Une illustration de mode : avec ce profil j’ai voulu prendre le contre-pied de la façon dont on représente la femme aujourd’hui dans la mode, avec un air rarement très intelligent et toujours l’érotisme sous-jacent d’une bouche entrouverte. Je préfère dessiner le plus souvent des femmes élégantes dont on peut imaginer au contraire qu’elles ont du caractère, de la maturité et une haute idée d’elles-mêmes.
Paris revient sans cesse dans les travaux présents sur Gris-bleu. Votre plan idéal de Paris ou de la région parisienne : quels sont les endroits incontournables à explorer pour aller à la recherche de la beauté telle que vous l’envisagez ?

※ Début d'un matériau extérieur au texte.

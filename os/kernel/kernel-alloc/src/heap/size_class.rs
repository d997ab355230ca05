use crate::free_list::{FreeList, LINK_BYTES};
use crate::heap::arena::ARENA_HEADER_SIZE;
use core::ops::{Index, IndexMut};
use kernel_info::memory::PAGE_SIZE;

/// Number of small block sizes, 16 through 1024 bytes.
pub const SIZE_CLASS_COUNT: usize = 7;

/// Smallest block size.
pub const MIN_BLOCK_SIZE: u32 = 16;

/// Requests above this size skip the size classes and get whole pages.
pub const LARGE_THRESHOLD: u32 = MIN_BLOCK_SIZE << (SIZE_CLASS_COUNT - 1);

const _: () = {
    assert!(LARGE_THRESHOLD == 1024);
    assert!(MIN_BLOCK_SIZE >= LINK_BYTES);
};

/// One block size and the free blocks of that size.
#[derive(Debug, Clone, Eq, PartialEq)]
pub struct SizeClass {
    pub block_size: u32,
    /// Blocks one arena page is carved into.
    pub blocks_per_arena: u32,
    pub free: FreeList,
}

impl SizeClass {
    #[must_use]
    pub const fn new(block_size: u32) -> Self {
        Self {
            block_size,
            blocks_per_arena: (PAGE_SIZE - ARENA_HEADER_SIZE) / block_size,
            free: FreeList::new(),
        }
    }
}

/// The full descriptor set of one heap owner (the kernel or one user task).
#[derive(Debug, Clone, Eq, PartialEq)]
pub struct SizeClasses([SizeClass; SIZE_CLASS_COUNT]);

impl SizeClasses {
    #[must_use]
    pub const fn new() -> Self {
        Self([
            SizeClass::new(16),
            SizeClass::new(32),
            SizeClass::new(64),
            SizeClass::new(128),
            SizeClass::new(256),
            SizeClass::new(512),
            SizeClass::new(1024),
        ])
    }

    /// Index of the first class whose blocks hold `size` bytes.
    #[must_use]
    pub fn lookup(&self, size: u32) -> Option<usize> {
        if size == 0 {
            return None;
        }
        self.0.iter().position(|class| size <= class.block_size)
    }

    pub fn iter(&self) -> impl Iterator<Item = &SizeClass> {
        self.0.iter()
    }

    /// Blocks currently sitting on any free list.
    #[must_use]
    pub fn free_blocks(&self) -> u32 {
        self.0.iter().map(|class| class.free.len()).sum()
    }
}

impl Default for SizeClasses {
    fn default() -> Self {
        Self::new()
    }
}

impl Index<usize> for SizeClasses {
    type Output = SizeClass;

    fn index(&self, index: usize) -> &SizeClass {
        &self.0[index]
    }
}

impl IndexMut<usize> for SizeClasses {
    fn index_mut(&mut self, index: usize) -> &mut SizeClass {
        &mut self.0[index]
    }
}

J’aime déloger la beauté discrète des choses, celle qu’on ne remarque pas au premier abord. Le cimetière du Père Lachaise est un formidable terrain de jeu pour cela. Le temps y fait de merveilleux ravages. Aucune lassitude possible. Le lieu regorge d’infinis détails et change sans cesse. Mais peu de visiteurs savent être dignes du Père Lachaise. Tout affairés qu’ils sont à trouver les tombes de célébrités qu’ils n’ont pas personnellement connues, ils passent à côté de l’essentiel. Je me rappelle un soir de décembre avant la fermeture, deux visiteuses couraient en trainant derrière elles leur valise, elles semblaient épuisées, j’avais eu envie de leur dire « arrêtez-vous donc, laissez tomber Jim Morrison et tournez-vous ! ». Elles auraient pu voir alors que Paris dans le couchant se déployait à leurs pieds. Elles auraient pu entendre le silence, elles auraient pu s’asseoir sur un banc quelques minutes pour recevoir de ce spectacle une impression profonde. La beauté n’aime pas la vitesse, elle me l’a chuchoté.